------ Source data
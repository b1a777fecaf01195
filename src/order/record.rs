use crate::design::state::DesignState;
use crate::foundation::error::{CaseforgeError, CaseforgeResult};

/// A frozen submission, handed to the external persistence collaborator.
///
/// The embedded design is stored in stripped form (image reference removed);
/// `print_file_url` is where the collaborator parked the compositor's output.
/// How it is stored or synced is not this crate's concern.
#[derive(Clone, Debug, PartialEq, serde::Serialize, serde::Deserialize)]
pub struct OrderRecord {
    /// Stable order identity.
    pub id: String,
    /// Identity of the template the design targets.
    pub model_id: String,
    /// Display name of that template at submission time.
    pub model_name: String,
    /// The frozen design (image reference stripped).
    pub design: DesignState,
    /// Submission timestamp, milliseconds since the Unix epoch.
    pub timestamp_ms: u64,
    /// Location of the print-ready raster.
    pub print_file_url: String,
}

impl OrderRecord {
    /// Freeze a design into a submission record.
    pub fn new(
        id: impl Into<String>,
        model_id: impl Into<String>,
        model_name: impl Into<String>,
        design: &DesignState,
        timestamp_ms: u64,
        print_file_url: impl Into<String>,
    ) -> CaseforgeResult<Self> {
        design.validate()?;
        let record = Self {
            id: id.into(),
            model_id: model_id.into(),
            model_name: model_name.into(),
            design: design.stripped_for_submission(),
            timestamp_ms,
            print_file_url: print_file_url.into(),
        };
        record.validate()?;
        Ok(record)
    }

    /// Validate record invariants.
    pub fn validate(&self) -> CaseforgeResult<()> {
        if self.id.trim().is_empty() {
            return Err(CaseforgeError::validation("order id must be non-empty"));
        }
        if self.model_id.trim().is_empty() {
            return Err(CaseforgeError::validation("order model_id must be non-empty"));
        }
        if let Some(image) = &self.design.image
            && image.source.is_some()
        {
            return Err(CaseforgeError::validation(
                "order design must not carry an image reference",
            ));
        }
        Ok(())
    }
}

#[cfg(test)]
#[path = "../../tests/unit/order/record.rs"]
mod tests;
use serde::{Deserialize, Deserializer};

/// Metadata for one document as returned by the search endpoint.
///
/// Every field except `id` is routinely missing for older documents, so they
/// all default to the empty string. Documents without an `id` cannot be
/// downloaded and are counted as skipped by the pipeline.
#[derive(Debug, Clone, Default, Deserialize, PartialEq, Eq)]
pub struct DocumentMetadata {
    #[serde(default)]
    pub id: String,
    #[serde(default)]
    pub titel: String,
    #[serde(default)]
    pub datum: String,
    #[serde(default)]
    pub doktyp: String,
    #[serde(default)]
    pub subtyp: String,
    /// Parliamentary session label, e.g. "2023/24"
    #[serde(default)]
    pub rm: String,
    #[serde(default)]
    pub organ: String,
    #[serde(default)]
    pub status: String,
}

/// A document plus the search term that first surfaced it.
///
/// When a document matches more than one term, only the first term processed
/// is kept; later matches are dropped during deduplication.
#[derive(Debug, Clone, PartialEq, Eq)]
pub struct TaggedDocument {
    pub meta: DocumentMetadata,
    pub search_term: String,
}

/// Top-level search response. The API omits `dokumentlista` entirely for
/// some queries; that means zero results, not an error.
#[derive(Debug, Deserialize)]
pub struct DocumentListResponse {
    pub dokumentlista: Option<DocumentList>,
}

/// The `dokumentlista` envelope.
#[derive(Debug, Deserialize)]
pub struct DocumentList {
    /// Total hit count across all pages. The API serializes this as a
    /// string ("@traffar": "1234").
    #[serde(rename = "@traffar", default, deserialize_with = "count_field")]
    pub traffar: u64,
    /// The API returns a bare object instead of a one-element array when a
    /// page holds a single document.
    #[serde(default, deserialize_with = "one_or_many")]
    pub dokument: Vec<DocumentMetadata>,
}

fn count_field<'de, D>(deserializer: D) -> Result<u64, D::Error>
where
    D: Deserializer<'de>,
{
    #[derive(Deserialize)]
    #[serde(untagged)]
    enum Raw {
        Number(u64),
        Text(String),
    }

    match Raw::deserialize(deserializer)? {
        Raw::Number(n) => Ok(n),
        Raw::Text(s) => s.trim().parse().map_err(serde::de::Error::custom),
    }
}

fn one_or_many<'de, D>(deserializer: D) -> Result<Vec<DocumentMetadata>, D::Error>
where
    D: Deserializer<'de>,
{
    #[derive(Deserialize)]
    #[serde(untagged)]
    enum OneOrMany {
        One(Box<DocumentMetadata>),
        Many(Vec<DocumentMetadata>),
    }

    match OneOrMany::deserialize(deserializer)? {
        OneOrMany::One(doc) => Ok(vec![*doc]),
        OneOrMany::Many(docs) => Ok(docs),
    }
}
------------
▶ [What needs to be done]: Every line above that contains the word "struct" should be reported.

▶ [Exercise output]:
pub struct OrderRecord {
pub struct DocumentMetadata {
pub struct TaggedDocument {
pub struct DocumentListResponse {
pub struct DocumentList {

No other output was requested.